───── DATA LISTING ─────

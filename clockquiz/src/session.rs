//! Quiz state behind the clockQuiz window
//!
//! Everything the buttons and text fields change lives here so it can be
//! exercised without an egui context.

use std::path::PathBuf;

use clockcore::{ClockGeometry, ClockSettings, DigitalReadout, QuizChecker, QuizResult, TimeModel};
use rand::Rng;

/// Field coloring after a check.
#[derive(Debug, Clone, Copy, PartialEq, Eq, Default)]
pub enum Feedback {
    #[default]
    Neutral,
    Correct,
    Wrong,
}

impl From<bool> for Feedback {
    fn from(correct: bool) -> Self {
        if correct {
            Feedback::Correct
        } else {
            Feedback::Wrong
        }
    }
}

pub struct QuizSession {
    model: TimeModel,
    settings: ClockSettings,
    /// Where settings are saved; `None` keeps them in memory only.
    settings_path: Option<PathBuf>,
    pub hours_guess: String,
    pub minutes_guess: String,
    pub hours_feedback: Feedback,
    pub minutes_feedback: Feedback,
    pub show_digital: bool,
    last_result: Option<QuizResult>,
}

impl QuizSession {
    /// Starts on the current time rounded to the settings' precision.
    pub fn new(model: TimeModel, settings: ClockSettings, settings_path: Option<PathBuf>) -> Self {
        let mut session = Self {
            model,
            settings,
            settings_path,
            hours_guess: String::new(),
            minutes_guess: String::new(),
            hours_feedback: Feedback::Neutral,
            minutes_feedback: Feedback::Neutral,
            show_digital: false,
            last_result: None,
        };
        match session.model.rounded_time(settings.round_minutes_to_nearest) {
            Ok(time) => session.model.set_time(time),
            Err(e) => log::error!("cannot round start time: {}", e),
        }
        session
    }

    /// Load settings from the config dir and start at the wall-clock time.
    pub fn load() -> Self {
        let path = ClockSettings::config_path();
        let settings = ClockSettings::load_or_default(&path);
        Self::new(TimeModel::new(), settings, Some(path))
    }

    pub fn settings(&self) -> ClockSettings {
        self.settings
    }

    pub fn geometry(&self) -> ClockGeometry {
        ClockGeometry::new(self.model.current_time(), self.settings)
    }

    pub fn readout(&self) -> DigitalReadout {
        DigitalReadout::from_time(self.model.current_time())
    }

    pub fn last_result(&self) -> Option<QuizResult> {
        self.last_result
    }

    /// Pick a fresh random time and clear the previous round.
    pub fn new_time(&mut self) {
        self.new_time_with(&mut rand::thread_rng());
    }

    pub fn new_time_with<R: Rng + ?Sized>(&mut self, rng: &mut R) {
        match self.model.random_time_with(self.settings.round_minutes_to_nearest, rng) {
            Ok(time) => self.model.set_time(time),
            Err(e) => {
                log::error!("cannot generate a new time: {}", e);
                return;
            }
        }
        self.show_digital = false;
        self.reset_guess();
    }

    pub fn reveal_digital(&mut self) {
        self.show_digital = true;
    }

    pub fn check_guess(&mut self) -> QuizResult {
        let result = QuizChecker::check(&self.hours_guess, &self.minutes_guess, self.model.current_time());
        self.hours_feedback = result.hours_correct.into();
        self.minutes_feedback = result.minutes_correct.into();
        self.last_result = Some(result);
        log::debug!(
            "guess {}:{} -> hours {}, minutes {}",
            self.hours_guess,
            self.minutes_guess,
            result.hours_correct,
            result.minutes_correct
        );
        result
    }

    pub fn reset_guess(&mut self) {
        self.hours_guess.clear();
        self.minutes_guess.clear();
        self.hours_feedback = Feedback::Neutral;
        self.minutes_feedback = Feedback::Neutral;
        self.last_result = None;
    }

    /// Replace the settings and persist them. Invalid settings are refused.
    pub fn apply_settings(&mut self, settings: ClockSettings) {
        if let Err(e) = settings.validate() {
            log::warn!("refusing settings: {}", e);
            return;
        }
        let previous = self.settings.replace(settings);
        if previous != settings {
            log::info!("clock settings changed: {:?}", settings);
        }
        if let Some(path) = &self.settings_path {
            if let Err(e) = settings.save(path) {
                log::error!("failed to save settings to {}: {}", path.display(), e);
            }
        }
    }
}
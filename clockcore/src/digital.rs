//! Digital readout shown under the clock face

use std::fmt;

use crate::time::Time;

/// Two-digit hour (12-hour dial) and minute labels.
#[derive(Debug, Clone, PartialEq, Eq)]
pub struct DigitalReadout {
    pub hour_label: String,
    pub minute_label: String,
}

impl DigitalReadout {
    pub fn from_time(time: Time) -> Self {
        Self {
            hour_label: format!("{:02}", time.hour12()),
            minute_label: format!("{:02}", time.minute()),
        }
    }
}

impl fmt::Display for DigitalReadout {
    fn fmt(&self, f: &mut fmt::Formatter<'_>) -> fmt::Result {
        write!(f, "{}:{}", self.hour_label, self.minute_label)
    }
}
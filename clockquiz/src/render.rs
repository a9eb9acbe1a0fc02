//! Paints clockcore draw instructions with an egui painter

use clockcore::geometry::{DrawInstruction, Point, Viewport};
use egui::{Align2, FontId, Painter, Pos2, Rect, Shape, Stroke};

use crate::theme::role_color;

/// Fit the 200x200 face into `rect`.
pub fn viewport_for(rect: Rect) -> Viewport {
    Viewport::fit_rect(rect.min.x, rect.min.y, rect.width(), rect.height())
}

fn screen_pos(viewport: &Viewport, p: Point) -> Pos2 {
    let s = viewport.to_screen(p);
    Pos2::new(s.x, s.y)
}

pub fn paint_clock(painter: &Painter, rect: Rect, instructions: impl IntoIterator<Item = DrawInstruction>) {
    let viewport = viewport_for(rect);
    let line_width = viewport.scale_length(1.0).max(1.0);

    for instruction in instructions {
        let color = role_color(instruction.role());
        match instruction {
            DrawInstruction::Tick { from, to, .. } => {
                painter.line_segment(
                    [screen_pos(&viewport, from), screen_pos(&viewport, to)],
                    Stroke::new(line_width, color),
                );
            }
            DrawInstruction::Numeral { text, anchor, font_size, .. } => {
                painter.text(
                    screen_pos(&viewport, anchor),
                    Align2::LEFT_BOTTOM,
                    text,
                    FontId::proportional(viewport.scale_length(font_size)),
                    color,
                );
            }
            DrawInstruction::Hand { points, .. } => {
                let points = points.iter().map(|p| screen_pos(&viewport, *p)).collect();
                painter.add(Shape::convex_polygon(points, color, Stroke::NONE));
            }
        }
    }
}
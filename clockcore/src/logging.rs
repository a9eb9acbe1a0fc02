//! Logger setup for clockQuiz binaries.

use std::sync::Once;

static INIT: Once = Once::new();

/// Initializes `env_logger` once.
///
/// `filter` uses the `env_logger` syntax ("info", "clockcore=debug").
/// When it is `None`, `RUST_LOG` is honoured and `info` is the fallback.
/// Later calls are ignored.
pub fn init_logging(filter: Option<&str>) {
    INIT.call_once(|| {
        let mut builder = env_logger::Builder::new();

        if let Some(filter) = filter {
            builder.parse_filters(filter);
        } else if let Ok(filter) = std::env::var("RUST_LOG") {
            builder.parse_filters(&filter);
        } else {
            builder.filter_level(log::LevelFilter::Info);
        }

        if builder.try_init().is_err() {
            return;
        }
        log::debug!("logging initialized");
    });
}
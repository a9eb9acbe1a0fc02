//! Error type shared by the clockcore modules

use thiserror::Error;

#[derive(Error, Debug)]
pub enum ClockError {
    #[error("rounding precision must be at least one minute, got {0}")]
    InvalidPrecision(u32),
    #[error("invalid time {hour:02}:{minute:02}:{second:02}")]
    InvalidTime { hour: u32, minute: u32, second: u32 },
    #[error("IO error: {0}")]
    Io(#[from] std::io::Error),
    #[error("JSON error: {0}")]
    Json(#[from] serde_json::Error),
}

pub type Result<T> = std::result::Result<T, ClockError>;
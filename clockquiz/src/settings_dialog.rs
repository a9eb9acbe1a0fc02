//! Settings window: edits a draft of the clock settings

use clockcore::settings::{
    option_label, IntervalOption, HOUR_TEXT_INTERVALS, MINUTE_TEXT_INTERVALS, ROUNDING_PRECISIONS,
};
use clockcore::ClockSettings;
use egui::{Align2, Context, Key, Ui, Vec2};

/// What the user did with the dialog this frame.
#[derive(Debug, Clone, Copy, PartialEq)]
pub enum DialogOutcome {
    Apply(ClockSettings),
    Cancel,
}

pub struct SettingsDialog {
    draft: ClockSettings,
}

impl SettingsDialog {
    pub fn new(current: ClockSettings) -> Self {
        Self { draft: current }
    }

    /// Draw the window. Returns `Some` once the user closes it.
    pub fn show(&mut self, ctx: &Context) -> Option<DialogOutcome> {
        let mut outcome = None;

        egui::Window::new("settings")
            .collapsible(false)
            .resizable(false)
            .default_width(320.0)
            .anchor(Align2::CENTER_CENTER, Vec2::ZERO)
            .show(ctx, |ui| {
                ui.group(|ui| {
                    ui.strong("visual");
                    ui.add_space(4.0);
                    ui.checkbox(&mut self.draft.show_minute_marks, "show minute marks");
                    ui.checkbox(&mut self.draft.show_hour_marks, "show hour marks");
                    ui.checkbox(&mut self.draft.show_second_hand, "show second hand");
                    interval_dropdown(
                        ui,
                        "minutes text interval",
                        MINUTE_TEXT_INTERVALS,
                        &mut self.draft.minutes_text_interval,
                    );
                    interval_dropdown(ui, "hours text interval", HOUR_TEXT_INTERVALS, &mut self.draft.hours_text_interval);
                });

                ui.add_space(8.0);

                ui.group(|ui| {
                    ui.strong("behavior");
                    ui.add_space(4.0);
                    interval_dropdown(
                        ui,
                        "round minutes down to",
                        ROUNDING_PRECISIONS,
                        &mut self.draft.round_minutes_to_nearest,
                    );
                });

                ui.add_space(8.0);

                ui.horizontal(|ui| {
                    if ui.button("cancel").clicked() {
                        outcome = Some(DialogOutcome::Cancel);
                    }
                    if ui.button("set").clicked() {
                        outcome = Some(DialogOutcome::Apply(self.draft));
                    }
                });
            });

        if outcome.is_none() && ctx.input(|i| i.key_pressed(Key::Escape)) {
            outcome = Some(DialogOutcome::Cancel);
        }
        outcome
    }
}

fn interval_dropdown(ui: &mut Ui, label: &str, options: &[IntervalOption], value: &mut u32) {
    ui.horizontal(|ui| {
        ui.label(label);
        egui::ComboBox::from_id_source(label)
            .selected_text(option_label(options, *value))
            .show_ui(ui, |ui| {
                for option in options {
                    ui.selectable_value(value, option.value, option.label);
                }
            });
    });
}
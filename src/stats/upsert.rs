//! Idempotent writes of bucket statistics into the rollup tables

use chrono::NaiveDate;
use tracing::warn;

use super::aggregate::{DownloadStats, UserStats};
use super::{Granularity, Report, ReportKind};
use crate::db::{Database, RollupTable};
use crate::error::{StatsError, StatsResult};

/// Category id of the per-bucket total row in every rollup table.
pub const TOTAL_CATEGORY_ID: i64 = 0;

/// Aggregates for one bucket, ready to be written.
#[derive(Debug, Clone)]
pub enum StatsSnapshot {
    Users(UserStats),
    Downloads(DownloadStats),
}

impl StatsSnapshot {
    pub fn kind(&self) -> ReportKind {
        match self {
            StatsSnapshot::Users(_) => ReportKind::Users,
            StatsSnapshot::Downloads(_) => ReportKind::Downloads,
        }
    }

    pub fn total(&self) -> i64 {
        match self {
            StatsSnapshot::Users(stats) => stats.total,
            StatsSnapshot::Downloads(stats) => stats.total,
        }
    }
}

#[derive(Debug, Clone, Copy, Default, PartialEq, Eq)]
pub struct SaveOutcome {
    pub rows_written: u64,
    /// Writes that touched zero or several rows instead of one
    pub anomalies: u64,
}

impl SaveOutcome {
    fn record(&mut self, table: RollupTable, date: NaiveDate, category: &dyn std::fmt::Display, affected: u64) {
        if affected == 1 {
            self.rows_written += 1;
        } else {
            warn!(
                "Wrong number of rows affected ({}) writing {} for {} category {}",
                affected, table.name, date, category
            );
            self.anomalies += 1;
        }
    }
}

pub struct Upserter<'a> {
    db: &'a Database,
}

impl<'a> Upserter<'a> {
    pub fn new(db: &'a Database) -> Self {
        Self { db }
    }

    /// Write the total row and one row per category for `date`. Rewriting
    /// the same snapshot leaves the table unchanged.
    pub async fn save_stats(
        &self,
        granularity: Granularity,
        date: NaiveDate,
        snapshot: &StatsSnapshot,
    ) -> StatsResult<SaveOutcome> {
        let table = Report::new(granularity, snapshot.kind()).table();
        let mut outcome = SaveOutcome::default();

        let affected = self
            .db
            .upsert_stat(table, date, TOTAL_CATEGORY_ID, snapshot.total())
            .await?;
        outcome.record(table, date, &"total", affected);

        match snapshot {
            StatsSnapshot::Users(stats) => {
                for (label, count) in &stats.per_version {
                    let affected = self
                        .db
                        .upsert_version_stat(table, date, label.as_str(), *count)
                        .await?;
                    if affected == 0 {
                        return Err(StatsError::UnregisteredVersion {
                            label: label.to_string(),
                        });
                    }
                    outcome.record(table, date, label, affected);
                }
            }
            StatsSnapshot::Downloads(stats) => {
                for (id, count) in &stats.per_artifact {
                    let affected = self.db.upsert_stat(table, date, *id, *count).await?;
                    outcome.record(table, date, id, affected);
                }
            }
        }

        Ok(outcome)
    }
}

#[cfg(test)]
mod tests {
    use super::*;
    use crate::stats::VersionLabel;
    use std::collections::BTreeMap;

    fn date() -> NaiveDate {
        NaiveDate::from_ymd_opt(2024, 2, 1).unwrap()
    }

    fn label(s: &str) -> VersionLabel {
        VersionLabel::from_user_agent(&format!("sqlitebrowser {s}"), "sqlitebrowser").unwrap()
    }

    fn users(total: i64, versions: &[(&str, i64)]) -> StatsSnapshot {
        StatsSnapshot::Users(UserStats {
            total,
            per_version: versions.iter().map(|(v, c)| (label(v), *c)).collect(),
        })
    }

    async fn dump(db: &Database, table: &str) -> Vec<(String, i64, i64)> {
        let sql = format!("SELECT stats_date, db4s_release, unique_ips FROM {table} ORDER BY 1, 2");
        sqlx::query_as(&sql).fetch_all(db.pool()).await.unwrap()
    }

    #[tokio::test]
    async fn test_saving_twice_is_idempotent() {
        let db = Database::in_memory().await.unwrap();
        db.insert_release("3.11.2").await.unwrap();
        db.insert_release("3.12.2").await.unwrap();
        let upserter = Upserter::new(&db);
        let snapshot = users(2, &[("3.11.2", 1), ("3.12.2", 1)]);

        let first = upserter.save_stats(Granularity::Monthly, date(), &snapshot).await.unwrap();
        let after_first = dump(&db, "db4s_users_monthly").await;
        let second = upserter.save_stats(Granularity::Monthly, date(), &snapshot).await.unwrap();
        let after_second = dump(&db, "db4s_users_monthly").await;

        assert_eq!(first, SaveOutcome { rows_written: 3, anomalies: 0 });
        assert_eq!(second, first);
        assert_eq!(after_first, after_second);
        assert_eq!(after_first.len(), 3);
        assert_eq!(after_first[0], ("2024-02-01".to_string(), 0, 2));
    }

    #[tokio::test]
    async fn test_rerun_overwrites_counts() {
        let db = Database::in_memory().await.unwrap();
        db.insert_release("3.12.2").await.unwrap();
        let upserter = Upserter::new(&db);

        upserter
            .save_stats(Granularity::Daily, date(), &users(1, &[("3.12.2", 1)]))
            .await
            .unwrap();
        upserter
            .save_stats(Granularity::Daily, date(), &users(5, &[("3.12.2", 5)]))
            .await
            .unwrap();

        let table = Report::new(Granularity::Daily, ReportKind::Users).table();
        let id = db.release_id("3.12.2").await.unwrap().unwrap();
        assert_eq!(db.stat_count(table, date(), TOTAL_CATEGORY_ID).await.unwrap(), Some(5));
        assert_eq!(db.stat_count(table, date(), id).await.unwrap(), Some(5));
        assert_eq!(db.stat_rows(table, date()).await.unwrap(), 2);
    }

    #[tokio::test]
    async fn test_unregistered_version_fails_loudly() {
        let db = Database::in_memory().await.unwrap();
        let upserter = Upserter::new(&db);

        let err = upserter
            .save_stats(Granularity::Weekly, date(), &users(1, &[("9.9.9", 1)]))
            .await
            .unwrap_err();
        match err {
            StatsError::UnregisteredVersion { label } => assert_eq!(label, "9.9.9"),
            other => panic!("unexpected error: {other}"),
        }
    }

    #[test]
    fn test_wrong_row_counts_are_anomalies_not_rows() {
        let table = Report::new(Granularity::Daily, ReportKind::Downloads).table();
        let mut outcome = SaveOutcome::default();

        outcome.record(table, date(), &"total", 1);
        outcome.record(table, date(), &1, 0);
        outcome.record(table, date(), &2, 2);
        outcome.record(table, date(), &3, 1);

        assert_eq!(outcome, SaveOutcome { rows_written: 2, anomalies: 2 });
    }

    #[tokio::test]
    async fn test_downloads_written_by_artifact_id() {
        let db = Database::in_memory().await.unwrap();
        let upserter = Upserter::new(&db);
        let snapshot = StatsSnapshot::Downloads(DownloadStats::from_artifact_counts(BTreeMap::from([
            (1, 7),
            (2, 0),
        ])));

        let outcome = upserter.save_stats(Granularity::Weekly, date(), &snapshot).await.unwrap();
        assert_eq!(outcome.rows_written, 3);

        let table = Report::new(Granularity::Weekly, ReportKind::Downloads).table();
        assert_eq!(table.name, "db4s_downloads_weekly");
        assert_eq!(db.stat_count(table, date(), TOTAL_CATEGORY_ID).await.unwrap(), Some(7));
        assert_eq!(db.stat_count(table, date(), 1).await.unwrap(), Some(7));
        assert_eq!(db.stat_count(table, date(), 2).await.unwrap(), Some(0));
    }
}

─────

__WHAT IS NEEDED__. Above this instruction are the records; retype exactly the lines from the one containing "Pos2::new(s.x, s.y)" up to and including the one containing "builder.parse_filters(&filter);".

__SOLVED PROBLEM__.
    Pos2::new(s.x, s.y)
}

pub fn paint_clock(painter: &Painter, rect: Rect, instructions: impl IntoIterator<Item = DrawInstruction>) {
    let viewport = viewport_for(rect);
    let line_width = viewport.scale_length(1.0).max(1.0);

    for instruction in instructions {
        let color = role_color(instruction.role());
        match instruction {
            DrawInstruction::Tick { from, to, .. } => {
                painter.line_segment(
                    [screen_pos(&viewport, from), screen_pos(&viewport, to)],
                    Stroke::new(line_width, color),
                );
            }
            DrawInstruction::Numeral { text, anchor, font_size, .. } => {
                painter.text(
                    screen_pos(&viewport, anchor),
                    Align2::LEFT_BOTTOM,
                    text,
                    FontId::proportional(viewport.scale_length(font_size)),
                    color,
                );
            }
            DrawInstruction::Hand { points, .. } => {
                let points = points.iter().map(|p| screen_pos(&viewport, *p)).collect();
                painter.add(Shape::convex_polygon(points, color, Stroke::NONE));
            }
        }
    }
}
filename clockcore/src/logging.rs
repository a9eb9acbe1a0fc02
//! Logger setup for clockQuiz binaries.

use std::sync::Once;

static INIT: Once = Once::new();

/// Initializes `env_logger` once.
///
/// `filter` uses the `env_logger` syntax ("info", "clockcore=debug").
/// When it is `None`, `RUST_LOG` is honoured and `info` is the fallback.
/// Later calls are ignored.
pub fn init_logging(filter: Option<&str>) {
    INIT.call_once(|| {
        let mut builder = env_logger::Builder::new();

        if let Some(filter) = filter {
            builder.parse_filters(filter);
        } else if let Ok(filter) = std::env::var("RUST_LOG") {
            builder.parse_filters(&filter);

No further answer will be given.